§ Assigned task: Every record must be repeated precisely as it stands.

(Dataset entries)
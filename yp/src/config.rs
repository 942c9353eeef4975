//! Application configuration types and loading

use eyre::{Context, Result};
use serde::{Deserialize, Serialize};
use std::path::{Path, PathBuf};

/// yp application configuration
#[derive(Debug, Clone, Serialize, Deserialize)]
#[serde(default)]
pub struct Config {
    /// Base URL of the account store API
    pub base_url: String,

    /// Directory backing local storage
    pub storage_dir: PathBuf,

    /// Serve the slim system prompt rules instead of the full set
    pub use_slim_rules: bool,

    /// Request timeout in milliseconds
    pub timeout_ms: u64,

    /// Default log level (overridden by --log-level)
    pub log_level: Option<String>,
}

fn default_base_url() -> String {
    "http://localhost:8000".to_string()
}

fn default_storage_dir() -> PathBuf {
    dirs::data_local_dir()
        .unwrap_or_else(|| PathBuf::from("."))
        .join("yprompt")
        .join("storage")
}

fn default_timeout_ms() -> u64 {
    30_000
}

impl Default for Config {
    fn default() -> Self {
        Self {
            base_url: default_base_url(),
            storage_dir: default_storage_dir(),
            use_slim_rules: false,
            timeout_ms: default_timeout_ms(),
            log_level: None,
        }
    }
}

impl Config {
    /// Load configuration with fallback chain
    pub fn load(config_path: Option<&PathBuf>) -> Result<Self> {
        // If explicit config path provided, try to load it
        if let Some(path) = config_path {
            return Self::load_from_file(path).context(format!("Failed to load config from {}", path.display()));
        }

        // Try project-local config: .yprompt.yml
        let local_config = PathBuf::from(".yprompt.yml");
        if local_config.exists() {
            match Self::load_from_file(&local_config) {
                Ok(config) => return Ok(config),
                Err(e) => {
                    tracing::warn!("Failed to load config from {}: {}", local_config.display(), e);
                }
            }
        }

        // Try user config: ~/.config/yprompt/yprompt.yml
        if let Some(config_dir) = dirs::config_dir() {
            let user_config = config_dir.join("yprompt").join("yprompt.yml");
            if user_config.exists() {
                match Self::load_from_file(&user_config) {
                    Ok(config) => return Ok(config),
                    Err(e) => {
                        tracing::warn!("Failed to load config from {}: {}", user_config.display(), e);
                    }
                }
            }
        }

        // No config file found, use defaults
        tracing::debug!("No config file found, using defaults");
        Ok(Self::default())
    }

    fn load_from_file<P: AsRef<Path>>(path: P) -> Result<Self> {
        let content = std::fs::read_to_string(&path).context("Failed to read config file")?;
        let config: Self = serde_yaml::from_str(&content).context("Failed to parse config file")?;
        tracing::debug!("Loaded config from: {}", path.as_ref().display());
        Ok(config)
    }
}

#[cfg(test)]
mod tests {
    use super::*;

    #[test]
    fn test_defaults() {
        let config = Config::default();
        assert_eq!(config.base_url, "http://localhost:8000");
        assert!(!config.use_slim_rules);
        assert_eq!(config.timeout_ms, 30_000);
    }

    #[test]
    fn test_partial_yaml_fills_defaults() {
        let config: Config = serde_yaml::from_str("base_url: https://prompts.example.com\n").unwrap();
        assert_eq!(config.base_url, "https://prompts.example.com");
        assert_eq!(config.timeout_ms, 30_000);
        assert_eq!(config.storage_dir, default_storage_dir());
    }

    #[test]
    fn test_explicit_missing_file_is_an_error() {
        let missing = PathBuf::from("/definitely/not/here.yml");
        assert!(Config::load(Some(&missing)).is_err());
    }
}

§ Task answer:
filename yp/src/config.rs
repository 942c9353eeef4975
//! Application configuration types and loading

use eyre::{Context, Result};
use serde::{Deserialize, Serialize};
use std::path::{Path, PathBuf};

/// yp application configuration
#[derive(Debug, Clone, Serialize, Deserialize)]
#[serde(default)]
pub struct Config {
    /// Base URL of the account store API
    pub base_url: String,

    /// Directory backing local storage
    pub storage_dir: PathBuf,

    /// Serve the slim system prompt rules instead of the full set
    pub use_slim_rules: bool,

    /// Request timeout in milliseconds
    pub timeout_ms: u64,

    /// Default log level (overridden by --log-level)
    pub log_level: Option<String>,
}

fn default_base_url() -> String {
    "http://localhost:8000".to_string()
}

fn default_storage_dir() -> PathBuf {
    dirs::data_local_dir()
        .unwrap_or_else(|| PathBuf::from("."))
        .join("yprompt")
        .join("storage")
}

fn default_timeout_ms() -> u64 {
    30_000
}

impl Default for Config {
    fn default() -> Self {
        Self {
            base_url: default_base_url(),
            storage_dir: default_storage_dir(),
            use_slim_rules: false,
            timeout_ms: default_timeout_ms(),
            log_level: None,
        }
    }
}

impl Config {
    /// Load configuration with fallback chain
    pub fn load(config_path: Option<&PathBuf>) -> Result<Self> {
        // If explicit config path provided, try to load it
        if let Some(path) = config_path {
            return Self::load_from_file(path).context(format!("Failed to load config from {}", path.display()));
        }

        // Try project-local config: .yprompt.yml
        let local_config = PathBuf::from(".yprompt.yml");
        if local_config.exists() {
            match Self::load_from_file(&local_config) {
                Ok(config) => return Ok(config),
                Err(e) => {
                    tracing::warn!("Failed to load config from {}: {}", local_config.display(), e);
                }
            }
        }

        // Try user config: ~/.config/yprompt/yprompt.yml
        if let Some(config_dir) = dirs::config_dir() {
            let user_config = config_dir.join("yprompt").join("yprompt.yml");
            if user_config.exists() {
                match Self::load_from_file(&user_config) {
                    Ok(config) => return Ok(config),
                    Err(e) => {
                        tracing::warn!("Failed to load config from {}: {}", user_config.display(), e);
                    }
                }
            }
        }

        // No config file found, use defaults
        tracing::debug!("No config file found, using defaults");
        Ok(Self::default())
    }

    fn load_from_file<P: AsRef<Path>>(path: P) -> Result<Self> {
        let content = std::fs::read_to_string(&path).context("Failed to read config file")?;
        let config: Self = serde_yaml::from_str(&content).context("Failed to parse config file")?;
        tracing::debug!("Loaded config from: {}", path.as_ref().display());
        Ok(config)
    }
}

#[cfg(test)]
mod tests {
    use super::*;

    #[test]
    fn test_defaults() {
        let config = Config::default();
        assert_eq!(config.base_url, "http://localhost:8000");
        assert!(!config.use_slim_rules);
        assert_eq!(config.timeout_ms, 30_000);
    }

    #[test]
    fn test_partial_yaml_fills_defaults() {
        let config: Config = serde_yaml::from_str("base_url: https://prompts.example.com\n").unwrap();
        assert_eq!(config.base_url, "https://prompts.example.com");
        assert_eq!(config.timeout_ms, 30_000);
        assert_eq!(config.storage_dir, default_storage_dir());
    }

    #[test]
    fn test_explicit_missing_file_is_an_error() {
        let missing = PathBuf::from("/definitely/not/here.yml");
        assert!(Config::load(Some(&missing)).is_err());
    }
}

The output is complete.